Tuesday, August 03, 2010

Book review: The Pacific (by Hugh Ambrose)

I have just completed reading Hugh Ambrose’s new book The Pacific, based on the lives of five men and their experiences in the Second World War fighting the Japanese in the Pacific. The Pacific is also an HBO 10-part miniseries which I watched on Sky before the summer. On TV this was a Saving Private Ryan type of experience with a lot of action and graphic detail of death and destruction during the fighting. The TV programme is based on the lives of marines Eugene Sledge, Robert Leckie, and John Basilone. The book is slightly different in that while it features Sledge and Basilone – it almost totally omits Leckie (for which Ambrose both justifies and apologises for), but also concentrates on Austin Shofner, Vernon Micheel, and Sidney Phillips. This works quite well in that Ambrose states that it was not just the Marines who won the war in the Pacific, but other parts of the US armed forces as well.
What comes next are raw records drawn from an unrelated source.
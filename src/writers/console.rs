//! Console writer implementation

use crate::core::{LogLevel, MessageWriter, Result};
use colored::Colorize;

/// Writes one line per call to standard output, color coding it by level with
/// ANSI escapes when the host supports them.
pub struct ConsoleWriter {
    use_colors: bool,
}

impl ConsoleWriter {
    /// Create a console writer with colors preferred.
    #[must_use]
    pub fn new() -> Self {
        Self::with_colors(true)
    }

    /// Create a console writer with an explicit color preference. Effective
    /// color usage is the preference AND host ANSI support; the combination is
    /// decided here, once, and never re-evaluated per write.
    #[must_use]
    pub fn with_colors(prefer_colors: bool) -> Self {
        Self {
            use_colors: prefer_colors && Self::ansi_supported(),
        }
    }

    /// Windows consoles historically don't interpret ANSI escapes, so color is
    /// forced off there regardless of preference.
    fn ansi_supported() -> bool {
        !cfg!(windows)
    }

    fn stylize(&self, text: &str, level: LogLevel) -> String {
        if self.use_colors {
            text.color(level.color_code()).to_string()
        } else {
            text.to_string()
        }
    }

    #[cfg(test)]
    fn with_detection(prefer_colors: bool, ansi_supported: bool) -> Self {
        Self {
            use_colors: prefer_colors && ansi_supported,
        }
    }
}

impl Default for ConsoleWriter {
    fn default() -> Self {
        Self::new()
    }
}

impl MessageWriter for ConsoleWriter {
    fn write(&mut self, text: &str, level: LogLevel) -> Result<()> {
        println!("{}", self.stylize(text, level));
        Ok(())
    }
}
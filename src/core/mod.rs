//! Core logger types and traits

pub mod error;
pub mod log_level;
pub mod logger;
pub mod payload;
pub mod timestamp;
pub mod writer;

pub use error::{LoggerError, Result};
pub use log_level::LogLevel;
pub use logger::{Logger, LoggerBuilder};
pub use payload::{current_context_name, default_formatter, Formatter, FormatterPayload};
pub use timestamp::{TimestampGenerator, DEFAULT_TIMESTAMP_PATTERN};
pub use writer::MessageWriter;
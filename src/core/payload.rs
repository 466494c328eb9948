//! Formatter payload and formatter function type

use super::log_level::LogLevel;
use std::cell::RefCell;
use std::sync::Arc;

/// User-pluggable formatting function, applied to each payload to produce the
/// final output line.
pub type Formatter = Arc<dyn Fn(&FormatterPayload) -> String + Send + Sync>;

/// Everything the formatter gets to see for one log call. Built fresh per call
/// and discarded once the output line exists.
#[derive(Debug, Clone, PartialEq, Eq)]
pub struct FormatterPayload {
    pub timestamp: String,
    pub context_name: String,
    pub level: LogLevel,
    pub message: String,
}

impl FormatterPayload {
    pub fn new(
        timestamp: impl Into<String>,
        context_name: impl Into<String>,
        level: LogLevel,
        message: impl Into<String>,
    ) -> Self {
        Self {
            timestamp: timestamp.into(),
            context_name: context_name.into(),
            level,
            message: message.into(),
        }
    }
}

/// The out-of-the-box formatter: `<timestamp> [<context>] <LEVEL>: <message>`.
pub fn default_formatter() -> Formatter {
    Arc::new(|payload: &FormatterPayload| {
        format!(
            "{} [{}] {}: {}",
            payload.timestamp, payload.context_name, payload.level, payload.message
        )
    })
}

// Cached per thread: computing the name involves an allocation, and it never
// changes for the lifetime of the thread.
thread_local! {
    static CONTEXT_NAME_CACHE: RefCell<Option<String>> = const { RefCell::new(None) };
}

/// Name of the calling execution context: the thread's name when it has one,
/// otherwise its debug-formatted thread id.
pub fn current_context_name() -> String {
    CONTEXT_NAME_CACHE.with(|cache| {
        let mut cache = cache.borrow_mut();
        if cache.is_none() {
            let current = std::thread::current();
            let name = match current.name() {
                Some(name) => name.to_string(),
                None => format!("{:?}", current.id()),
            };
            *cache = Some(name);
        }
        cache
            .as_ref()
            .expect("context name cache initialized in previous line")
            .clone()
    })
}
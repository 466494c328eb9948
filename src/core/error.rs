//! Error types for the logging pipeline

pub type Result<T> = std::result::Result<T, LoggerError>;

#[derive(Debug, thiserror::Error)]
pub enum LoggerError {
    /// Generic IO error
    #[error("IO error: {0}")]
    IoError(#[from] std::io::Error),

    /// Timestamp pattern rejected by the date/time formatter
    #[error("Invalid timestamp pattern: '{pattern}'")]
    InvalidPattern { pattern: String },

    /// File writer error with path
    #[error("File writer error for '{path}': {message}")]
    FileWriterError { path: String, message: String },

    /// Writer error (generic)
    #[error("Writer error: {0}")]
    WriterError(String),
}

impl LoggerError {
    /// Create an invalid pattern error
    pub fn pattern(pattern: impl Into<String>) -> Self {
        LoggerError::InvalidPattern {
            pattern: pattern.into(),
        }
    }

    /// Create a file writer error
    pub fn file_writer(path: impl Into<String>, message: impl Into<String>) -> Self {
        LoggerError::FileWriterError {
            path: path.into(),
            message: message.into(),
        }
    }

    /// Create a writer error (generic)
    pub fn writer<S: Into<String>>(msg: S) -> Self {
        LoggerError::WriterError(msg.into())
    }
}
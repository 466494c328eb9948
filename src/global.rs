//! Process-wide default logger
//!
//! A lazily created logger with the out-of-the-box configuration, for ambient
//! convenience logging without constructing anything. Initialization is
//! race-safe; there is no teardown.
//!
//! ```
//! logpipe::warn("ambient warning, no setup required");
//! logpipe::default_logger().set_level(logpipe::LogLevel::Info);
//! logpipe::info("now visible");
//! # logpipe::default_logger().set_level(logpipe::LogLevel::Warning);
//! ```

use crate::core::{LogLevel, Logger};
use std::sync::OnceLock;

static DEFAULT: OnceLock<Logger> = OnceLock::new();

/// The process-wide default logger, created on first access.
///
/// Configuration setters take `&self`, so the returned reference is enough to
/// reconfigure it: `default_logger().set_level(LogLevel::Debug)`.
pub fn default_logger() -> &'static Logger {
    DEFAULT.get_or_init(Logger::new)
}

/// Log a message against the default logger.
pub fn log(level: LogLevel, message: impl Into<String>) {
    default_logger().log(level, message);
}

/// Log a trace message against the default logger.
pub fn trace(message: impl Into<String>) {
    default_logger().trace(message);
}

/// Log a debug message against the default logger.
pub fn debug(message: impl Into<String>) {
    default_logger().debug(message);
}

/// Log an info message against the default logger.
pub fn info(message: impl Into<String>) {
    default_logger().info(message);
}

/// Log a warning message against the default logger.
pub fn warn(message: impl Into<String>) {
    default_logger().warn(message);
}

/// Log an error message against the default logger.
pub fn error(message: impl Into<String>) {
    default_logger().error(message);
}

/// Log a fatal message against the default logger.
pub fn fatal(message: impl Into<String>) {
    default_logger().fatal(message);
}
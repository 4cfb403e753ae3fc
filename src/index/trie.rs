//! Prefix trie over document terms.

use crate::corpus::{Corpus, DocId};
use crate::error::{Error, Result};
use crate::index::{IndexStats, Matcher};
use crate::utils::text;
use roaring::RoaringBitmap;
use rustc_hash::FxHashMap;
use tracing::debug;

/// Arena index of a trie node. Node 0 is the root.
type NodeId = u32;

#[derive(Debug, Default)]
struct TrieNode {
    children: FxHashMap<u8, NodeId>,
    /// Documents whose term ends exactly at this node.
    docs: RoaringBitmap,
}

/// Byte trie over each document's distinct terms.
///
/// Lookup has prefix semantics, not exact-term semantics: the result is
/// the union of documents stored at the reached node and its entire
/// subtree. Subtree collection is iterative with an explicit worklist,
/// so pathological shared prefixes cannot exhaust the call stack.
/// Membership only.
#[derive(Debug)]
pub struct TrieIndex {
    nodes: Vec<TrieNode>,
    term_count: usize,
    total_postings: usize,
    doc_count: usize,
    built: bool,
}

impl Default for TrieIndex {
    fn default() -> Self {
        Self {
            nodes: vec![TrieNode::default()],
            term_count: 0,
            total_postings: 0,
            doc_count: 0,
            built: false,
        }
    }
}

impl TrieIndex {
    pub fn new() -> Self {
        Self::default()
    }

    fn insert(&mut self, term: &str, doc_id: DocId) {
        let mut node = 0;
        for &b in term.as_bytes() {
            node = match self.nodes[node as usize].children.get(&b).copied() {
                Some(child) => child,
                None => {
                    let child = self.nodes.len() as NodeId;
                    self.nodes.push(TrieNode::default());
                    self.nodes[node as usize].children.insert(b, child);
                    child
                }
            };
        }

        let docs = &mut self.nodes[node as usize].docs;
        if docs.is_empty() {
            self.term_count += 1;
        }
        if docs.insert(doc_id) {
            self.total_postings += 1;
        }
    }

    /// Walk the trie along `prefix`, or None if the walk falls off.
    fn find_node(&self, prefix: &[u8]) -> Option<NodeId> {
        let mut node = 0;
        for b in prefix {
            node = *self.nodes[node as usize].children.get(b)?;
        }
        Some(node)
    }

    /// Union of document sets at `node` and every descendant.
    fn collect_subtree(&self, node: NodeId) -> RoaringBitmap {
        let mut docs = RoaringBitmap::new();
        let mut worklist = vec![node];

        while let Some(current) = worklist.pop() {
            let current = &self.nodes[current as usize];
            docs |= &current.docs;
            worklist.extend(current.children.values().copied());
        }

        docs
    }
}

impl Matcher for TrieIndex {
    fn name(&self) -> &'static str {
        "trie"
    }

    fn build(&mut self, corpus: &Corpus) -> Result<()> {
        self.nodes = vec![TrieNode::default()];
        self.term_count = 0;
        self.total_postings = 0;
        self.doc_count = corpus.len();

        for doc in corpus.iter() {
            for term in text::unique_terms(&doc.text) {
                self.insert(&term, doc.doc_id);
            }
        }

        self.built = true;
        debug!(
            docs = self.doc_count,
            nodes = self.nodes.len(),
            terms = self.term_count,
            "trie index built"
        );
        Ok(())
    }

    fn matching_docs(&self, term: &str) -> Result<RoaringBitmap> {
        if !self.built {
            return Err(Error::NotBuilt);
        }

        let prefix = term.to_lowercase();
        if prefix.is_empty() {
            return Ok(RoaringBitmap::new());
        }

        match self.find_node(prefix.as_bytes()) {
            Some(node) => Ok(self.collect_subtree(node)),
            None => Ok(RoaringBitmap::new()),
        }
    }

    fn stats(&self) -> IndexStats {
        IndexStats {
            doc_count: self.doc_count,
            vocabulary_size: self.term_count,
            total_postings: self.total_postings,
            text_size: 0,
        }
    }
}
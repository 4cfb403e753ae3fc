//! Matching backends and the contract they share.
//!
//! Every backend implements [`Matcher`]: a whole-corpus batch build
//! followed by read-only queries. Two query shapes coexist under the one
//! trait: document-set membership (always available) and per-document
//! occurrence offsets (capability-tagged, so membership-only backends
//! don't pay for position tracking).
//!
//! ## Backends
//!
//! - [`scan`] - baseline token-set scan and KMP linear text scan
//! - [`postings`] - exact inverted index
//! - [`bloom`] - probabilistic filter with verification scan
//! - [`kgram`] - character k-gram substring index
//! - [`trie`] - prefix trie
//! - [`suffix`] - suffix array over concatenated corpus text
//! - [`aho`] - Aho-Corasick multi-pattern automaton

pub mod aho;
pub mod bloom;
pub mod kgram;
pub mod postings;
pub mod scan;
pub mod suffix;
pub mod trie;

pub use aho::{AhoCorasickIndex, PatternMatch};
pub use bloom::{BloomConfig, BloomIndex, BloomStats};
pub use kgram::KGramIndex;
pub use postings::PostingsIndex;
pub use scan::{KmpIndex, ScanIndex};
pub use suffix::{Construction, SuffixIndex};
pub use trie::TrieIndex;

use crate::corpus::{Corpus, DocId};
use crate::error::Result;
use roaring::RoaringBitmap;
use serde::Serialize;

/// What a backend can answer beyond document membership.
#[derive(Debug, Clone, Copy, PartialEq, Eq)]
pub enum Capability {
    /// Document-set membership only.
    Membership,
    /// Membership plus per-document occurrence offsets.
    Positions,
}

/// The contract every matching backend satisfies.
///
/// `build` ingests the whole corpus at once and fully replaces any prior
/// state, so calling it again is a reset rather than an error. Query
/// methods return [`crate::Error::NotBuilt`] until a build has completed;
/// after that they are read-only and never mutate the backend.
pub trait Matcher {
    /// Registry name of this backend.
    fn name(&self) -> &'static str;

    /// Which query shapes this backend supports.
    fn capability(&self) -> Capability {
        Capability::Membership
    }

    /// Ingest the corpus, replacing all prior state.
    fn build(&mut self, corpus: &Corpus) -> Result<()>;

    /// Documents matching `term`.
    ///
    /// Matching semantics are backend-specific (exact term, prefix, or
    /// substring) and documented per backend. Absent and empty terms
    /// yield the empty bitmap, never an error.
    fn matching_docs(&self, term: &str) -> Result<RoaringBitmap>;

    /// 0-based byte offsets of `term` inside one document's normalized
    /// text, ascending, overlaps included.
    ///
    /// Backends with [`Capability::Membership`] return
    /// [`crate::Error::PositionsUnsupported`].
    fn positions(&self, term: &str, doc: DocId) -> Result<Vec<usize>> {
        let _ = (term, doc);
        Err(crate::Error::PositionsUnsupported(self.name()))
    }

    /// Advisory statistics about the built index.
    fn stats(&self) -> IndexStats;
}

/// Advisory statistics reported by every backend.
///
/// Observability only; no correctness contract beyond being cheap to
/// compute on a built index.
#[derive(Debug, Clone, Copy, Default, PartialEq, Serialize)]
pub struct IndexStats {
    /// Documents ingested by the last build.
    pub doc_count: usize,
    /// Distinct terms, grams, or patterns held by the index.
    pub vocabulary_size: usize,
    /// Total posting entries across the vocabulary.
    pub total_postings: usize,
    /// Bytes of text the index retains for scanning or verification.
    pub text_size: usize,
}
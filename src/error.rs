//! Error types shared across the crate.

use thiserror::Error;

/// Errors that can occur while configuring, building, or querying an index.
#[derive(Debug, Error)]
pub enum Error {
    /// Invalid caller input: bad match mode, malformed pattern list,
    /// non-positive configuration. Rejected before any work begins.
    #[error("invalid usage: {0}")]
    Usage(String),

    /// A query reached a backend that has not completed a build.
    #[error("index has not been built; call build() before querying")]
    NotBuilt,

    /// The registry has no backend under this name.
    #[error("unknown backend '{0}'")]
    UnknownBackend(String),

    /// Occurrence offsets were requested from a membership-only backend.
    #[error("backend '{0}' does not track match positions")]
    PositionsUnsupported(&'static str),
}

impl Error {
    /// Shorthand for a [`Error::Usage`] with a formatted message.
    pub fn usage(msg: impl Into<String>) -> Self {
        Error::Usage(msg.into())
    }
}

/// Convenience alias used throughout the crate.
pub type Result<T> = std::result::Result<T, Error>;
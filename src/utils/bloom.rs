//! Bit-array bloom filter for probabilistic term membership.
//!
//! Probes are derived from a single pair of seeded ahash computations via
//! double hashing, which keeps insertion and lookup cache-friendly while
//! still giving `k` independent-enough bit positions per term.

use ahash::RandomState;
use std::hash::{BuildHasher, Hasher};

/// A space-efficient probabilistic set of terms.
///
/// A negative answer is exact; a positive answer may be a false positive
/// and requires external verification. Bits are only ever set, never
/// cleared, for the lifetime of the filter.
#[derive(Clone, Debug)]
pub struct BloomFilter {
    /// Bit array stored as u64 words for efficient access
    bits: Vec<u64>,
    /// Number of bits in the filter
    num_bits: usize,
    /// Number of probe positions per term
    num_hashes: u32,
}

impl BloomFilter {
    /// Create a filter with an explicit bit count and probe count.
    ///
    /// The bit count is rounded up to a whole number of u64 words.
    /// Callers validate that both parameters are positive.
    pub fn new(num_bits: usize, num_hashes: u32) -> Self {
        let num_words = num_bits.max(1).div_ceil(64);
        Self {
            bits: vec![0u64; num_words],
            num_bits: num_words * 64,
            num_hashes: num_hashes.max(1),
        }
    }

    /// Create a filter sized for an expected element count and target
    /// false-positive rate.
    ///
    /// Uses `m = -n * ln(p) / ln(2)^2` bits and `k = (m/n) * ln(2)` probes.
    pub fn optimal(expected_elements: usize, false_positive_rate: f64) -> Self {
        let n = expected_elements.max(1) as f64;
        let p = false_positive_rate.clamp(0.0001, 0.5);
        let ln2_sq = std::f64::consts::LN_2 * std::f64::consts::LN_2;

        let num_bits = ((-n * p.ln()) / ln2_sq).ceil() as usize;
        let num_bits = num_bits.max(64);

        let num_hashes = ((num_bits as f64 / n) * std::f64::consts::LN_2).round() as u32;
        Self::new(num_bits, num_hashes.clamp(1, 16))
    }

    /// Insert a term by setting its probe bits.
    #[inline]
    pub fn insert(&mut self, term: &str) {
        let (h1, h2) = self.hash_pair(term);

        for i in 0..self.num_hashes as u64 {
            // Double hashing: h(i) = h1 + i*h2
            let hash = h1.wrapping_add(i.wrapping_mul(h2));
            let bit_index = (hash as usize) % self.num_bits;
            self.bits[bit_index / 64] |= 1u64 << (bit_index % 64);
        }
    }

    /// Check whether a term might be in the set.
    /// Returns false if definitely absent, true if possibly present.
    #[inline]
    pub fn might_contain(&self, term: &str) -> bool {
        let (h1, h2) = self.hash_pair(term);

        for i in 0..self.num_hashes as u64 {
            let hash = h1.wrapping_add(i.wrapping_mul(h2));
            let bit_index = (hash as usize) % self.num_bits;

            if (self.bits[bit_index / 64] & (1u64 << (bit_index % 64))) == 0 {
                return false;
            }
        }
        true
    }

    /// Compute two hash values for double hashing.
    ///
    /// Two independently seeded hashers; reusing one hasher after
    /// finish() corrupts the distribution.
    #[inline]
    fn hash_pair(&self, term: &str) -> (u64, u64) {
        let mut hasher1 = RandomState::with_seeds(0, 0, 0, 0).build_hasher();
        hasher1.write(term.as_bytes());
        let h1 = hasher1.finish();

        let mut hasher2 = RandomState::with_seeds(
            0x517cc1b727220a95,
            0x9e3779b97f4a7c15,
            0xbf58476d1ce4e5b9,
            0x94d049bb133111eb,
        )
        .build_hasher();
        hasher2.write(term.as_bytes());
        let h2 = hasher2.finish();

        (h1, h2)
    }

    /// Number of bits in the filter.
    pub fn num_bits(&self) -> usize {
        self.num_bits
    }

    /// Number of probe positions per term.
    pub fn num_hashes(&self) -> u32 {
        self.num_hashes
    }

    /// Number of bits currently set.
    pub fn bits_set(&self) -> usize {
        self.bits.iter().map(|w| w.count_ones() as usize).sum()
    }

    /// Fraction of bits set. Higher means more collisions.
    pub fn load_factor(&self) -> f64 {
        self.bits_set() as f64 / self.num_bits as f64
    }

    /// Approximate memory usage in bytes.
    pub fn memory_usage(&self) -> usize {
        self.bits.len() * 8 + std::mem::size_of::<Self>()
    }
}
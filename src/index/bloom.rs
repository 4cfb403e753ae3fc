//! Probabilistic filter backend with two-phase lookup.

use crate::corpus::{Corpus, DocId};
use crate::error::{Error, Result};
use crate::index::{IndexStats, Matcher};
use crate::utils::text;
use crate::utils::BloomFilter;
use roaring::RoaringBitmap;
use rustc_hash::FxHashSet;
use serde::{Deserialize, Serialize};
use tracing::debug;

/// Bloom filter sizing. Larger `bits` / more `hashes` trade memory and
/// build time for fewer false positives.
#[derive(Debug, Clone, Copy, Serialize, Deserialize)]
pub struct BloomConfig {
    /// Bit-array size. The array is fixed-size regardless of corpus size.
    pub bits: usize,
    /// Probe positions per term.
    pub hashes: u32,
}

impl Default for BloomConfig {
    fn default() -> Self {
        Self {
            bits: 1 << 20,
            hashes: 3,
        }
    }
}

/// Filter observability: fill level and the theoretical false-positive
/// rate `(bits_set / bits)^hashes`. Advisory only.
#[derive(Debug, Clone, Copy, Serialize)]
pub struct BloomStats {
    pub bits: usize,
    pub hashes: u32,
    pub bits_set: usize,
    pub load_factor: f64,
    pub theoretical_fpr: f64,
}

/// Exact-term backend fronted by a bloom filter.
///
/// Lookup is two-phase: probe the filter first, and if any probed bit is
/// unset the term is provably absent and the query finishes in O(k).
/// When every bit is set the term is only possibly present, so the
/// backend falls back to an exhaustive scan over the stored per-document
/// term sets. The asymmetry is the point of the structure: sub-linear
/// negatives, linear verified positives, and no observable false
/// positives either way.
#[derive(Debug)]
pub struct BloomIndex {
    config: BloomConfig,
    filter: BloomFilter,
    term_sets: Vec<FxHashSet<String>>,
    built: bool,
}

impl Default for BloomIndex {
    fn default() -> Self {
        let config = BloomConfig::default();
        Self {
            config,
            filter: BloomFilter::new(config.bits, config.hashes),
            term_sets: Vec::new(),
            built: false,
        }
    }
}

impl BloomIndex {
    pub fn new() -> Self {
        Self::default()
    }

    /// Create a backend with explicit filter sizing.
    ///
    /// Non-positive sizes are rejected up front, before any work begins.
    pub fn with_config(config: BloomConfig) -> Result<Self> {
        if config.bits == 0 {
            return Err(Error::usage("bloom filter size must be positive"));
        }
        if config.hashes == 0 {
            return Err(Error::usage("bloom filter hash count must be positive"));
        }
        Ok(Self {
            config,
            filter: BloomFilter::new(config.bits, config.hashes),
            term_sets: Vec::new(),
            built: false,
        })
    }

    /// Filter-level statistics for the observability hook.
    pub fn filter_stats(&self) -> BloomStats {
        let bits_set = self.filter.bits_set();
        let load_factor = self.filter.load_factor();
        BloomStats {
            bits: self.filter.num_bits(),
            hashes: self.filter.num_hashes(),
            bits_set,
            load_factor,
            theoretical_fpr: load_factor.powi(self.filter.num_hashes() as i32),
        }
    }
}

impl Matcher for BloomIndex {
    fn name(&self) -> &'static str {
        "bloom"
    }

    fn build(&mut self, corpus: &Corpus) -> Result<()> {
        self.filter = BloomFilter::new(self.config.bits, self.config.hashes);
        self.term_sets = Vec::with_capacity(corpus.len());

        for doc in corpus.iter() {
            let terms = text::unique_terms(&doc.text);
            for term in &terms {
                self.filter.insert(term);
            }
            self.term_sets.push(terms);
        }

        self.built = true;
        debug!(
            docs = self.term_sets.len(),
            bits_set = self.filter.bits_set(),
            load_factor = self.filter.load_factor(),
            "bloom index built"
        );
        Ok(())
    }

    fn matching_docs(&self, term: &str) -> Result<RoaringBitmap> {
        if !self.built {
            return Err(Error::NotBuilt);
        }

        let mut docs = RoaringBitmap::new();
        let term = term.to_lowercase();
        if term.is_empty() {
            return Ok(docs);
        }

        // Phase 1: any unset probe bit proves the term absent, O(k)
        if !self.filter.might_contain(&term) {
            debug!(term = %term, "bloom negative fast path");
            return Ok(docs);
        }

        // Phase 2: possibly present; verify against every document's
        // stored term set to eliminate false positives
        for (doc_id, terms) in self.term_sets.iter().enumerate() {
            if terms.contains(&term) {
                docs.insert(doc_id as DocId);
            }
        }
        Ok(docs)
    }

    fn stats(&self) -> IndexStats {
        let mut vocabulary: FxHashSet<&str> = FxHashSet::default();
        let mut total_postings = 0;
        for terms in &self.term_sets {
            total_postings += terms.len();
            vocabulary.extend(terms.iter().map(String::as_str));
        }
        IndexStats {
            doc_count: self.term_sets.len(),
            vocabulary_size: vocabulary.len(),
            total_postings,
            text_size: 0,
        }
    }
}
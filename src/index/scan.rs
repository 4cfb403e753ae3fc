//! Baseline scanning backends.
//!
//! [`ScanIndex`] is the correctness reference for exact-term queries: no
//! index structure at all, just a linear scan over per-document term
//! sets. [`KmpIndex`] is its substring counterpart, scanning each
//! document's text with the KMP failure-function algorithm.

use crate::corpus::{Corpus, DocId};
use crate::error::{Error, Result};
use crate::index::{Capability, IndexStats, Matcher};
use crate::utils::{kmp, text};
use roaring::RoaringBitmap;
use rustc_hash::FxHashSet;
use tracing::debug;

/// Brute-force exact-term scan over per-document token sets.
///
/// `matching_docs` is O(documents) per query. Membership only.
#[derive(Debug, Default)]
pub struct ScanIndex {
    term_sets: Vec<FxHashSet<String>>,
    built: bool,
}

impl ScanIndex {
    pub fn new() -> Self {
        Self::default()
    }
}

impl Matcher for ScanIndex {
    fn name(&self) -> &'static str {
        "scan"
    }

    fn build(&mut self, corpus: &Corpus) -> Result<()> {
        self.term_sets = corpus.iter().map(|d| text::unique_terms(&d.text)).collect();
        self.built = true;
        debug!(docs = self.term_sets.len(), "scan index built");
        Ok(())
    }

    fn matching_docs(&self, term: &str) -> Result<RoaringBitmap> {
        if !self.built {
            return Err(Error::NotBuilt);
        }

        let mut docs = RoaringBitmap::new();
        let term = term.to_lowercase();
        if term.is_empty() {
            return Ok(docs);
        }

        for (doc_id, terms) in self.term_sets.iter().enumerate() {
            if terms.contains(&term) {
                docs.insert(doc_id as DocId);
            }
        }
        Ok(docs)
    }

    fn stats(&self) -> IndexStats {
        let mut vocabulary: FxHashSet<&str> = FxHashSet::default();
        let mut total_postings = 0;
        for terms in &self.term_sets {
            total_postings += terms.len();
            vocabulary.extend(terms.iter().map(String::as_str));
        }
        IndexStats {
            doc_count: self.term_sets.len(),
            vocabulary_size: vocabulary.len(),
            total_postings,
            text_size: 0,
        }
    }
}

/// Per-document linear substring scan using KMP.
///
/// Matching is substring semantics over the lowercased document text.
/// Reports every occurrence offset, overlapping ones included.
#[derive(Debug, Default)]
pub struct KmpIndex {
    texts: Vec<Vec<u8>>,
    built: bool,
}

impl KmpIndex {
    pub fn new() -> Self {
        Self::default()
    }
}

impl Matcher for KmpIndex {
    fn name(&self) -> &'static str {
        "kmp"
    }

    fn capability(&self) -> Capability {
        Capability::Positions
    }

    fn build(&mut self, corpus: &Corpus) -> Result<()> {
        self.texts = corpus
            .iter()
            .map(|d| d.text.to_lowercase().into_bytes())
            .collect();
        self.built = true;
        debug!(docs = self.texts.len(), "kmp scan index built");
        Ok(())
    }

    fn matching_docs(&self, term: &str) -> Result<RoaringBitmap> {
        if !self.built {
            return Err(Error::NotBuilt);
        }

        let mut docs = RoaringBitmap::new();
        let pattern = term.to_lowercase();
        if pattern.is_empty() {
            return Ok(docs);
        }

        for (doc_id, doc_text) in self.texts.iter().enumerate() {
            if kmp::contains(doc_text, pattern.as_bytes()) {
                docs.insert(doc_id as DocId);
            }
        }
        Ok(docs)
    }

    fn positions(&self, term: &str, doc: DocId) -> Result<Vec<usize>> {
        if !self.built {
            return Err(Error::NotBuilt);
        }

        let pattern = term.to_lowercase();
        match self.texts.get(doc as usize) {
            Some(doc_text) => Ok(kmp::find_all(doc_text, pattern.as_bytes())),
            None => Ok(Vec::new()),
        }
    }

    fn stats(&self) -> IndexStats {
        IndexStats {
            doc_count: self.texts.len(),
            vocabulary_size: 0,
            total_postings: 0,
            text_size: self.texts.iter().map(Vec::len).sum(),
        }
    }
}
Ambrose’s accounts of Sledge and Basilone in the war are very similar to the way they were portrayed in the TV programme – these were two extraordinary men, and Ambrose paints a picture of bravery and devotion to duty that is both horrible and astonishing. Their experiences were horrific, Basilone (awarded the Medal of Honour) dies on Iwo Jima, but Sledge survives, having participated in some of the most vicious fighting of the war. It’s hard to imagine that Japan and the USA fought such savage battles only a generation ago.

While Sidney Phillips is a minor character in the TV programme, he features more in the book. Phillips, Micheel, and Shofner are perhaps more interesting to read about as their story is not covered on TV. All five men are fascinating and brave characters – they are almost hero worshipped by Ambrose who is clearly in awe of the marines and their fight in the Pacific. There is no sympathy for the “japs”, who were in a different way just as brave as the marines.

The book has a “thrown together” feel – it is very “bitty” and jumps around between the different characters far too much. I would have preferred a longer run for each character (as in the TV series), rather than the constant switching back and forth. One thing is clear though – this is an incredibly well researched book. For a book of a modest 449 pages of script, there is an astonishing 1,072 references. There are also quite a number of footnotes, many not needed in my view, and also some annoying repetitions throughout. Apart from these minor aberrations, the book is a worthwhile read. If you have not seen the TV series, make sure you do so as it will give an even better idea of what the men of The Pacific endured.